» **Task description**:
In full and word for word, print the data below.

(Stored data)
Segment Open

use tracing::debug;

use crate::error::TransformError;
use crate::handler::{Applied, TransformContext, TransformHandler};
use crate::request::{TextUpdateChange, TransformRequest, TransformType, UndoData};

/// Replace the text content of an element
pub struct TextUpdateHandler;

impl TransformHandler for TextUpdateHandler {
    type Change = TextUpdateChange;

    fn transform_type(&self) -> &'static str {
        TransformType::TextUpdate.as_str()
    }

    fn execute(
        &self,
        request: &TransformRequest<TextUpdateChange>,
        context: &mut TransformContext,
    ) -> Result<Applied, TransformError> {
        let change = &request.change;
        let outcome = context.engine.update_text(
            &request.target,
            Some(change.original_text.as_str()),
            &change.new_text,
        )?;
        debug!(id = %request.id, file = %request.target.file, "Applied text-update");

        let revert = TextUpdateChange {
            original_text: change.new_text.clone(),
            new_text: outcome.previous_text,
        };

        Ok(Applied {
            affected_files: outcome.affected_files,
            undo: Some(UndoData::new(
                TransformType::TextUpdate,
                request.target.clone(),
                &revert,
            )?),
        })
    }
}
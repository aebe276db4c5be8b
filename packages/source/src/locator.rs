//! # Source Locators
//!
//! Build-time instrumentation tags every rendered element with two strings:
//!
//! ```text
//! data-source  "src/components/Card.tsx:12:5"
//! data-style   "src/components/Card.module.css:.card .title"
//! ```
//!
//! This module turns them into a [`SourceLocator`] and converts line/column
//! pairs into byte offsets.

use serde::{Deserialize, Serialize};
use thiserror::Error;

/// Reference from a rendered element back to its originating source
#[derive(Debug, Clone, PartialEq, Eq, Hash, Serialize, Deserialize)]
#[serde(rename_all = "camelCase")]
pub struct SourceLocator {
    /// Component file, relative to the project root
    pub file: String,

    /// 1-indexed
    pub line_number: u32,

    /// 1-indexed
    pub column: u32,

    /// Stylesheet holding the element's rules (empty when unstyled)
    #[serde(default)]
    pub style_file: String,

    #[serde(default)]
    pub selectors: Vec<String>,
}

#[derive(Error, Debug, Clone, PartialEq)]
pub enum LocatorError {
    #[error("Malformed source locator: {0}")]
    MalformedSource(String),

    #[error("Malformed style locator: {0}")]
    MalformedStyle(String),

    #[error("Line and column must be 1-indexed, got {line}:{column}")]
    ZeroPosition { line: u32, column: u32 },
}

impl SourceLocator {
    /// Combine a source locator string with an optional style locator string
    pub fn from_strings(source: &str, style: Option<&str>) -> Result<Self, LocatorError> {
        let (file, line_number, column) = parse_source_locator(source)?;
        let (style_file, selectors) = match style {
            Some(style) if !style.trim().is_empty() => parse_style_locator(style)?,
            _ => (String::new(), Vec::new()),
        };

        Ok(Self {
            file,
            line_number,
            column,
            style_file,
            selectors,
        })
    }

    pub fn has_style(&self) -> bool {
        !self.style_file.is_empty() && !self.selectors.is_empty()
    }
}

/// Parse `"<path>:<line>:<column>"` from the end, so paths may contain colons
pub fn parse_source_locator(raw: &str) -> Result<(String, u32, u32), LocatorError> {
    let malformed = || LocatorError::MalformedSource(raw.to_string());

    let mut parts = raw.trim().rsplitn(3, ':');
    let column = parts.next().ok_or_else(malformed)?;
    let line = parts.next().ok_or_else(malformed)?;
    let path = parts.next().ok_or_else(malformed)?;

    let column: u32 = column.trim().parse().map_err(|_| malformed())?;
    let line: u32 = line.trim().parse().map_err(|_| malformed())?;

    if path.is_empty() {
        return Err(malformed());
    }
    if line == 0 || column == 0 {
        return Err(LocatorError::ZeroPosition { line, column });
    }

    Ok((path.to_string(), line, column))
}

/// Parse `"<styleFile>:<selector> <selector> ..."`, split at the first `:.`
pub fn parse_style_locator(raw: &str) -> Result<(String, Vec<String>), LocatorError> {
    let raw = raw.trim();
    let split = raw
        .find(":.")
        .ok_or_else(|| LocatorError::MalformedStyle(raw.to_string()))?;

    let file = &raw[..split];
    // Keep the leading '.' that belongs to the first selector
    let selectors: Vec<String> = raw[split + 1..]
        .split_whitespace()
        .map(str::to_string)
        .collect();

    if file.is_empty() || selectors.is_empty() {
        return Err(LocatorError::MalformedStyle(raw.to_string()));
    }

    Ok((file.to_string(), selectors))
}

/// Convert a 1-indexed line and column (counted in characters) to a byte offset.
///
/// Returns `None` when the position lies outside the source. A column one past
/// the end of a line addresses the line break itself.
pub fn line_col_to_offset(source: &str, line: u32, column: u32) -> Option<usize> {
    if line == 0 || column == 0 {
        return None;
    }

    let line_start = if line == 1 {
        0
    } else {
        source
            .match_indices('\n')
            .nth(line as usize - 2)
            .map(|(i, _)| i + 1)?
    };

    let rest = &source[line_start..];
    let line_text = rest.split('\n').next().unwrap_or("");
    let target = column as usize - 1;

    let mut chars = line_text.char_indices();
    match chars.nth(target) {
        Some((i, _)) => Some(line_start + i),
        None if target == line_text.chars().count() => Some(line_start + line_text.len()),
        None => None,
    }
}

/// 1-indexed line number of a byte offset
pub fn offset_to_line(source: &str, offset: usize) -> u32 {
    let end = offset.min(source.len());
    source.as_bytes()[..end].iter().filter(|b| **b == b'\n').count() as u32 + 1
}
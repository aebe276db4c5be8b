//! # Loupe Style
//!
//! Typed representation of CSS values used when editing stylesheets.
//!
//! ```text
//! "16px"                 → Unit { 16, px }
//! "#ff0000"              → Color { srgb, [1, 0, 0], 1 }
//! "var(--spacing, 16px)" → Var { "--spacing", Unit { 16, px } }
//! "calc(100% - 1rem)"    → Unparsed
//! ```
//!
//! `parse` never fails and `serialize` is its left inverse up to numeric
//! formatting.

mod color;
mod parse;
mod serialize;
mod value;

pub use color::convert_color_space;
pub use parse::{is_complex, parse, parse_color, MAX_NESTING_DEPTH};
pub use serialize::{
    collapse_box_shorthand, format_number, serialize, serialize_color, serialize_with,
    ColorFormat, SerializeOptions, DEFAULT_PRECISION,
};
pub use value::{
    Color, ColorSpace, LengthUnit, StyleValue, UnknownUnit, COLOR_TOLERANCE, NUMBER_TOLERANCE,
};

Segment Closed

» **Your response**:
use tracing::debug;

use crate::error::TransformError;
use crate::handler::{Applied, TransformContext, TransformHandler};
use crate::request::{TextUpdateChange, TransformRequest, TransformType, UndoData};

/// Replace the text content of an element
pub struct TextUpdateHandler;

impl TransformHandler for TextUpdateHandler {
    type Change = TextUpdateChange;

    fn transform_type(&self) -> &'static str {
        TransformType::TextUpdate.as_str()
    }

    fn execute(
        &self,
        request: &TransformRequest<TextUpdateChange>,
        context: &mut TransformContext,
    ) -> Result<Applied, TransformError> {
        let change = &request.change;
        let outcome = context.engine.update_text(
            &request.target,
            Some(change.original_text.as_str()),
            &change.new_text,
        )?;
        debug!(id = %request.id, file = %request.target.file, "Applied text-update");

        let revert = TextUpdateChange {
            original_text: change.new_text.clone(),
            new_text: outcome.previous_text,
        };

        Ok(Applied {
            affected_files: outcome.affected_files,
            undo: Some(UndoData::new(
                TransformType::TextUpdate,
                request.target.clone(),
                &revert,
            )?),
        })
    }
}
repository aebe276db4c5be8b
filename packages/source/src/locator.rs
//! # Source Locators
//!
//! Build-time instrumentation tags every rendered element with two strings:
//!
//! ```text
//! data-source  "src/components/Card.tsx:12:5"
//! data-style   "src/components/Card.module.css:.card .title"
//! ```
//!
//! This module turns them into a [`SourceLocator`] and converts line/column
//! pairs into byte offsets.

use serde::{Deserialize, Serialize};
use thiserror::Error;

/// Reference from a rendered element back to its originating source
#[derive(Debug, Clone, PartialEq, Eq, Hash, Serialize, Deserialize)]
#[serde(rename_all = "camelCase")]
pub struct SourceLocator {
    /// Component file, relative to the project root
    pub file: String,

    /// 1-indexed
    pub line_number: u32,

    /// 1-indexed
    pub column: u32,

    /// Stylesheet holding the element's rules (empty when unstyled)
    #[serde(default)]
    pub style_file: String,

    #[serde(default)]
    pub selectors: Vec<String>,
}

#[derive(Error, Debug, Clone, PartialEq)]
pub enum LocatorError {
    #[error("Malformed source locator: {0}")]
    MalformedSource(String),

    #[error("Malformed style locator: {0}")]
    MalformedStyle(String),

    #[error("Line and column must be 1-indexed, got {line}:{column}")]
    ZeroPosition { line: u32, column: u32 },
}

impl SourceLocator {
    /// Combine a source locator string with an optional style locator string
    pub fn from_strings(source: &str, style: Option<&str>) -> Result<Self, LocatorError> {
        let (file, line_number, column) = parse_source_locator(source)?;
        let (style_file, selectors) = match style {
            Some(style) if !style.trim().is_empty() => parse_style_locator(style)?,
            _ => (String::new(), Vec::new()),
        };

        Ok(Self {
            file,
            line_number,
            column,
            style_file,
            selectors,
        })
    }

    pub fn has_style(&self) -> bool {
        !self.style_file.is_empty() && !self.selectors.is_empty()
    }
}

/// Parse `"<path>:<line>:<column>"` from the end, so paths may contain colons
pub fn parse_source_locator(raw: &str) -> Result<(String, u32, u32), LocatorError> {
    let malformed = || LocatorError::MalformedSource(raw.to_string());

    let mut parts = raw.trim().rsplitn(3, ':');
    let column = parts.next().ok_or_else(malformed)?;
    let line = parts.next().ok_or_else(malformed)?;
    let path = parts.next().ok_or_else(malformed)?;

    let column: u32 = column.trim().parse().map_err(|_| malformed())?;
    let line: u32 = line.trim().parse().map_err(|_| malformed())?;

    if path.is_empty() {
        return Err(malformed());
    }
    if line == 0 || column == 0 {
        return Err(LocatorError::ZeroPosition { line, column });
    }

    Ok((path.to_string(), line, column))
}

/// Parse `"<styleFile>:<selector> <selector> ..."`, split at the first `:.`
pub fn parse_style_locator(raw: &str) -> Result<(String, Vec<String>), LocatorError> {
    let raw = raw.trim();
    let split = raw
        .find(":.")
        .ok_or_else(|| LocatorError::MalformedStyle(raw.to_string()))?;

    let file = &raw[..split];
    // Keep the leading '.' that belongs to the first selector
    let selectors: Vec<String> = raw[split + 1..]
        .split_whitespace()
        .map(str::to_string)
        .collect();

    if file.is_empty() || selectors.is_empty() {
        return Err(LocatorError::MalformedStyle(raw.to_string()));
    }

    Ok((file.to_string(), selectors))
}

/// Convert a 1-indexed line and column (counted in characters) to a byte offset.
///
/// Returns `None` when the position lies outside the source. A column one past
/// the end of a line addresses the line break itself.
pub fn line_col_to_offset(source: &str, line: u32, column: u32) -> Option<usize> {
    if line == 0 || column == 0 {
        return None;
    }

    let line_start = if line == 1 {
        0
    } else {
        source
            .match_indices('\n')
            .nth(line as usize - 2)
            .map(|(i, _)| i + 1)?
    };

    let rest = &source[line_start..];
    let line_text = rest.split('\n').next().unwrap_or("");
    let target = column as usize - 1;

    let mut chars = line_text.char_indices();
    match chars.nth(target) {
        Some((i, _)) => Some(line_start + i),
        None if target == line_text.chars().count() => Some(line_start + line_text.len()),
        None => None,
    }
}

/// 1-indexed line number of a byte offset
pub fn offset_to_line(source: &str, offset: usize) -> u32 {
    let end = offset.min(source.len());
    source.as_bytes()[..end].iter().filter(|b| **b == b'\n').count() as u32 + 1
}
repository aebe276db4c5be8b
//! # Loupe Style
//!
//! Typed representation of CSS values used when editing stylesheets.
//!
//! ```text
//! "16px"                 → Unit { 16, px }
//! "#ff0000"              → Color { srgb, [1, 0, 0], 1 }
//! "var(--spacing, 16px)" → Var { "--spacing", Unit { 16, px } }
//! "calc(100% - 1rem)"    → Unparsed
//! ```
//!
//! `parse` never fails and `serialize` is its left inverse up to numeric
//! formatting.

mod color;
mod parse;
mod serialize;
mod value;

pub use color::convert_color_space;
pub use parse::{is_complex, parse, parse_color, MAX_NESTING_DEPTH};
pub use serialize::{
    collapse_box_shorthand, format_number, serialize, serialize_color, serialize_with,
    ColorFormat, SerializeOptions, DEFAULT_PRECISION,
};
pub use value::{
    Color, ColorSpace, LengthUnit, StyleValue, UnknownUnit, COLOR_TOLERANCE, NUMBER_TOLERANCE,
};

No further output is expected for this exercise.